Unnecessary gradients #658

Open cossio opened 4 years ago

cossio commented 4 years ago
using Zygote
# https://fluxml.ai/Zygote.jl/latest/adjoints/#Gradient-Reflection-1
isderiving() = false
@adjoint isderiving() = true, _ -> nothing
g(x) = (println("g: ", isderiving()); x)
h(x) = (println("h: ", isderiving()); 2x)
f(x,y) = g(x) + h(y)
gradient(1.0) do x
    f(x, 2.0)
end

Executing this code shows that both g and h are being differentiated by Zygote:

g: true
h: true

Obviously here we only want to differentiate g, not h.

Maybe related to https://github.com/FluxML/Zygote.jl/issues/621, https://github.com/FluxML/Zygote.jl/issues/571.

MikeInnes commented 4 years ago

I don't think differentiating g is unnecessary here, since the output of the code actually depends on whether g gets differentiated. I take the point that it's redundant if you remove the print statement (which is #571).

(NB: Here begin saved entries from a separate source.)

//! CLI entry point for `mailpager`.

use std::path::{Path, PathBuf};
use std::time::Instant;

use clap::{CommandFactory, Parser, Subcommand};
use tracing::info;

use mailpager::config::{self, Config};
use mailpager::logging::LogQueue;
use mailpager::pager::{Markers, PagerFlags, PagerView};
use mailpager::source::{self, SourceMode};

#[derive(Parser)]
#[command(name = "mailpager", version, about)]
struct Cli {
    #[command(subcommand)]
    command: Option<Commands>,

    /// Message or text file to page
    #[arg(value_name = "FILE")]
    file: Option<PathBuf>,

    /// Verbose logging (-v info, -vv debug, -vvv trace)
    #[arg(short, long, action = clap::ArgAction::Count, global = true)]
    verbose: u8,
}

#[derive(Subcommand)]
enum Commands {
    /// Page a file in the terminal
    View {
        path: PathBuf,
        /// Page the file bytes without decoding the message
        #[arg(long)]
        raw: bool,
        /// Classify lines but draw them without colors
        #[arg(long)]
        no_color: bool,
        /// Color lines as message-log entries
        #[arg(long)]
        logs: bool,
        /// Start at this byte offset of the paged text
        #[arg(long, value_name = "BYTES", default_value_t = 0)]
        offset: u64,
    },
    /// Print every laid-out row with its classification
    Dump {
        path: PathBuf,
        /// Wrap width in columns
        #[arg(short, long, default_value_t = 80)]
        width: usize,
        #[arg(long)]
        json: bool,
        #[arg(long)]
        raw: bool,
    },
    /// Generate shell completions
    Completions {
        #[arg(value_enum)]
        shell: clap_complete::Shell,
    },
    /// Generate man page
    Manpage,
}

/// How `view` presents the content.
#[derive(Debug, Clone, Copy, Default)]
struct ViewArgs {
    raw: bool,
    no_color: bool,
    logs: bool,
    offset: u64,
}

fn main() -> anyhow::Result<()> {
    let cli = Cli::parse();

    // Load configuration
    let config = config::load_config();

    let log_level = match cli.verbose {
        0 => config.general.log_level.as_str(),
        1 => "info",
        2 => "debug",
        _ => "trace",
    };
    let interactive = matches!(cli.command, None | Some(Commands::View { .. }));
    let logs = setup_logging(log_level, &config, interactive);

    match cli.command {
        Some(Commands::View {
            path,
            raw,
            no_color,
            logs: log_mode,
            offset,
        }) => {
            let args = ViewArgs {
                raw,
                no_color,
                logs: log_mode,
                offset,
            };
            cmd_view(&path, args, &config, &logs)
        }
        None => match cli.file {
            Some(path) => cmd_view(&path, ViewArgs::default(), &config, &logs),
            None => {
                Cli::command().print_help()?;
                Ok(())
            }
        },
        Some(Commands::Dump {
            path,
            width,
            json,
            raw,
        }) => cmd_dump(&path, width, json, raw, &config),
        Some(Commands::Completions { shell }) => cmd_completions(shell),
        Some(Commands::Manpage) => cmd_manpage(),
    }
}

/// Install the subscriber: env filter, log file, in-memory log queue and,
/// outside the terminal UI, stderr.
fn setup_logging(level: &str, config: &Config, interactive: bool) -> LogQueue {
    use tracing_subscriber::layer::SubscriberExt;
    use tracing_subscriber::util::SubscriberInitExt;

    let env_filter = tracing_subscriber::EnvFilter::try_from_default_env()
        .unwrap_or_else(|_| tracing_subscriber::EnvFilter::new(level));

    let stderr_layer =
        (!interactive).then(|| tracing_subscriber::fmt::layer().with_writer(std::io::stderr));

    // Try to set up file logging
    let log_dir = config::cache_dir(config);
    let file_layer = std::fs::create_dir_all(&log_dir).is_ok().then(|| {
        let file_appender = tracing_appender::rolling::never(&log_dir, config::LOG_FILE_NAME);
        tracing_subscriber::fmt::layer()
            .with_ansi(false)
            .with_writer(file_appender)
    });

    let queue = LogQueue::default();
    tracing_subscriber::registry()
        .with(env_filter)
        .with(stderr_layer)
        .with(file_layer)
        .with(queue.clone())
        .init();
    queue
}

fn cmd_view(path: &Path, args: ViewArgs, config: &Config, logs: &LogQueue) -> anyhow::Result<()> {
    let settings = config.compile()?;
    let markers = Markers::generate();
    let mode = if args.raw || args.logs {
        SourceMode::Raw
    } else {
        SourceMode::Auto
    };
    let opened = source::open_stream(path, mode, &markers)?;

    let flags = if args.logs {
        PagerFlags::logs()
    } else if args.no_color {
        PagerFlags::plain().with_headers(opened.has_headers)
    } else {
        PagerFlags::message().with_headers(opened.has_headers)
    };
    let view = PagerView::new(opened.stream, settings.clone(), markers, flags, opened.banner)?;
    let outcome = mailpager::tui::run_tui(view, &settings, logs, args.offset)?;
    info!(
        path = %path.display(),
        log = %config::log_file_path(config).display(),
        reason = ?outcome.reason,
        last_offset = outcome.last_offset,
        "Pager closed"
    );
    Ok(())
}

fn cmd_dump(path: &Path, width: usize, json: bool, raw: bool, config: &Config) -> anyhow::Result<()> {
    if width == 0 {
        anyhow::bail!("width must be at least 1");
    }
    let start = Instant::now();
    let settings = config.compile()?;
    let markers = Markers::generate();
    let mode = if raw { SourceMode::Raw } else { SourceMode::Auto };
    let opened = source::open_stream(path, mode, &markers)?;

    let mut view = PagerView::new(
        opened.stream,
        settings,
        markers,
        PagerFlags::plain().with_headers(opened.has_headers),
        opened.banner,
    )?;
    let rows = view.dump(width)?;
    info!(rows = rows.len(), elapsed = ?start.elapsed(), "Dump complete");

    if json {
        let out = serde_json::json!({
            "file": path.to_string_lossy(),
            "width": width,
            "message": opened.is_message,
            "rows": rows,
        });
        println!("{}", serde_json::to_string_pretty(&out)?);
    } else {
        for row in &rows {
            let mark = if row.continuation { '+' } else { ' ' };
            let depth = row
                .quote_depth
                .map(|d| d.to_string())
                .unwrap_or_default();
            println!(
                "{:>6} {:>8} {:<14} {:>2} {mark}{}",
                row.index,
                row.offset,
                format!("{:?}", row.content_type),
                depth,
                row.text
            );
        }
    }
    Ok(())
}

fn cmd_completions(shell: clap_complete::Shell) -> anyhow::Result<()> {
    let mut cmd = Cli::command();
    clap_complete::generate(shell, &mut cmd, "mailpager", &mut std::io::stdout());
    Ok(())
}

fn cmd_manpage() -> anyhow::Result<()> {
    let cmd = Cli::command();
    let man = clap_mangen::Man::new(cmd);
    let mut buf = Vec::new();
    man.render(&mut buf)?;
    std::io::Write::write_all(&mut std::io::stdout(), &buf)?;
    Ok(())
}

Zygote should be better at optimising away unnecessary work, but by definition it's only unnecessary if you can't see its effects.

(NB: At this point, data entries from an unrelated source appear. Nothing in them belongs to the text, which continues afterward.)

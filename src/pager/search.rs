//! Search pattern state.

use regex::bytes::Regex;
use serde::{Deserialize, Serialize};
use tracing::debug;

use crate::error::Result;
use crate::pager::highlight::{compile_pattern, find_matches};
use crate::pager::line::SearchRange;

/// Direction of a search.
#[derive(Debug, Clone, Copy, Default, PartialEq, Eq, Serialize, Deserialize)]
#[serde(rename_all = "lowercase")]
pub enum Direction {
    #[default]
    Forward,
    Backward,
}

impl Direction {
    pub fn reversed(self) -> Self {
        match self {
            Self::Forward => Self::Backward,
            Self::Backward => Self::Forward,
        }
    }
}

/// The compiled search pattern and whether its hits are highlighted.
#[derive(Debug, Clone, Default)]
pub struct SearchState {
    pattern: Option<String>,
    regex: Option<Regex>,
    direction: Direction,
    active: bool,
}

impl SearchState {
    pub fn new() -> Self {
        Self::default()
    }

    /// Compile `pattern` and make it the active search.
    ///
    /// On failure the previous pattern, direction and highlight stay as they were.
    pub fn compile(&mut self, pattern: &str, direction: Direction) -> Result<()> {
        let regex = compile_pattern(pattern)?;
        debug!(pattern, ?direction, "Search pattern compiled");
        self.pattern = Some(pattern.to_string());
        self.regex = Some(regex);
        self.direction = direction;
        self.active = true;
        Ok(())
    }

    pub fn is_compiled(&self) -> bool {
        self.regex.is_some()
    }

    /// Hits are highlighted and counted by the view.
    pub fn is_active(&self) -> bool {
        self.active && self.regex.is_some()
    }

    pub fn set_active(&mut self, active: bool) {
        self.active = active && self.regex.is_some();
    }

    /// Flip highlighting. Does nothing without a compiled pattern.
    pub fn toggle(&mut self) {
        if self.regex.is_some() {
            self.active = !self.active;
        }
    }

    pub fn pattern(&self) -> Option<&str> {
        self.pattern.as_deref()
    }

    pub fn direction(&self) -> Direction {
        self.direction
    }

    /// Match ranges in a line's display text.
    pub fn matches(&self, display: &[u8]) -> Vec<SearchRange> {
        match &self.regex {
            Some(re) => find_matches(re, display),
            None => Vec::new(),
        }
    }
}
/// Walks a row's raw bytes as display units.
///
/// ANSI sequences and markers are consumed silently; SGR sequences update
/// the carried attributes only when `allow_ansi` is set.
pub struct Units<'a> {
    buf: &'a [u8],
    markers: &'a Markers,
    allow_ansi: bool,
    pos: usize,
    display_pos: usize,
    ansi: AnsiAttr,
}

impl<'a> Units<'a> {
    pub fn new(buf: &'a [u8], markers: &'a Markers, allow_ansi: bool) -> Self {
        Self {
            buf,
            markers,
            allow_ansi,
            pos: 0,
            display_pos: 0,
            ansi: AnsiAttr::default(),
        }
    }

    /// Display position reached so far.
    pub fn display_pos(&self) -> usize {
        self.display_pos
    }

    fn skip_escapes(&mut self) {
        loop {
            if let Some(len) = sgr_len(self.buf, self.pos) {
                if self.allow_ansi {
                    self.ansi.apply(sgr_params(self.buf, self.pos, len));
                }
                self.pos += len;
            } else if let Some(len) = self.markers.marker_len_at(self.buf, self.pos) {
                self.pos += len;
            } else {
                return;
            }
        }
    }
}

impl Iterator for Units<'_> {
    type Item = Unit;

    fn next(&mut self) -> Option<Unit> {
        loop {
            self.skip_escapes();
            if self.pos >= self.buf.len() {
                return None;
            }
            let raw_start = self.pos;
            let display_pos = self.display_pos;

            let Some((first, first_len)) = decode_at(self.buf, self.pos) else {
                self.pos += 1;
                self.display_pos += 1;
                return Some(Unit {
                    raw_start,
                    raw_end: self.pos,
                    display_pos,
                    glyph: Glyph::Octal(u32::from(self.buf[raw_start])),
                    overstrike: Overstrike::default(),
                    ansi: self.ansi,
                });
            };
            if is_filtered(first) {
                tracing::trace!(codepoint = first as u32, "Filtered character");
                self.pos += first_len;
                self.display_pos += first_len;
                continue;
            }

            let mut c = first;
            let mut len = first_len;
            let mut at = self.pos;
            let mut overstrike = Overstrike::default();
            if is_printable(c) {
                while self.buf.get(at + len) == Some(&0x08) {
                    let Some((c1, len1)) = decode_at(self.buf, at + len + 1) else {
                        break;
                    };
                    if !is_printable(c1) {
                        break;
                    }
                    if c == c1 {
                        if c == '_' && overstrike.underline {
                            overstrike.underline = true;
                        } else {
                            overstrike.bold = true;
                        }
                    } else if c == '_' || c1 == '_' {
                        overstrike.underline = true;
                        if c == '_' {
                            c = c1;
                        }
                    } else {
                        c = c1;
                    }
                    at += len + 1;
                    len = len1;
                }
            }

            self.pos = at + len;
            self.display_pos += len;
            return Some(Unit {
                raw_start,
                raw_end: self.pos,
                display_pos,
                glyph: glyph_for(c, self.buf.get(self.pos).copied()),
                overstrike,
                ansi: self.ansi,
            });
        }
    }
}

cossio commented 4 years ago

But why should we care about preserving the side effects of adjoint code? I mean, this is the original program:

isderiving() = false
g(x) = (println("g: ", isderiving()); x)
h(x) = (println("h: ", isderiving()); 2x)
f(x,y) = g(x) + h(y)

I think we should only care about preserving the semantics of this original program. And (ignoring the "hacky" isderiving()), that's satisfied here whether g is derived or not.

MikeInnes commented 4 years ago

But why should we care about preserving the side effects of adjoint code?

For one thing, side effects in the adjoint code often mirror those in the primal, e.g. when you're mutating a dictionary. Ignoring those cases wouldn't just remove a print statement, it'd get you incorrect gradients. That's the issue discussed in #571.

Aside from that, we could potentially warn people that Zygote might replace y, _ = pullback(f, x) with y = f(x) when it doesn't need the gradient, making functions like zygote_isderiving incorrect (and you'd have to assume code using it produces nonsense).

But this wouldn't help us in the short term. The main problem right now is that we don't do dead code elimination, not that we can't. I'm not sure adding this guarantee would actually open significantly more optimisation opportunities.

cossio commented 4 years ago

Is there a situation where the pullback(f, x) has side effects which differ from the side effects of f(x)?

(Again, ignoring the "pathological" isderiving).

MikeInnes commented 4 years ago

pullback(f, x) usually doesn't, although I couldn't rule out the possibility (it's common to compute f(x) differently inside the pullback for efficiency reasons – e.g. splitting broadcasts rather than fusing them – so this could apply to side effects as well in principle).

The main point is that the pullback function itself has side effects in general, so you need to call pullback even if the output of back(dy) is not used.

cossio commented 4 years ago

Can't we say that it's the responsibility of the user (or whoever writes an explicit adjoint rule) to make sure that pullback(f,x) and f(x) are interchangeable?

Maybe that's a strong restriction, but I don't see why.

And if we rely on this assumption, then Zygote can decide not to call pullback(f,x) if it's not necessary to compute a gradient.

MikeInnes commented 4 years ago

We could; that's the option I addressed in detail in my previous comment.

I think there's some confusion over the behaviour / side effects of y, b = pullback(f, x), vs the side effects of the pullback itself b(dy). The former is what you're discussing, but the latter is what actually prevents us doing simple DCE, since those side effects are needed to compute gradients. Are you clear on that distinction?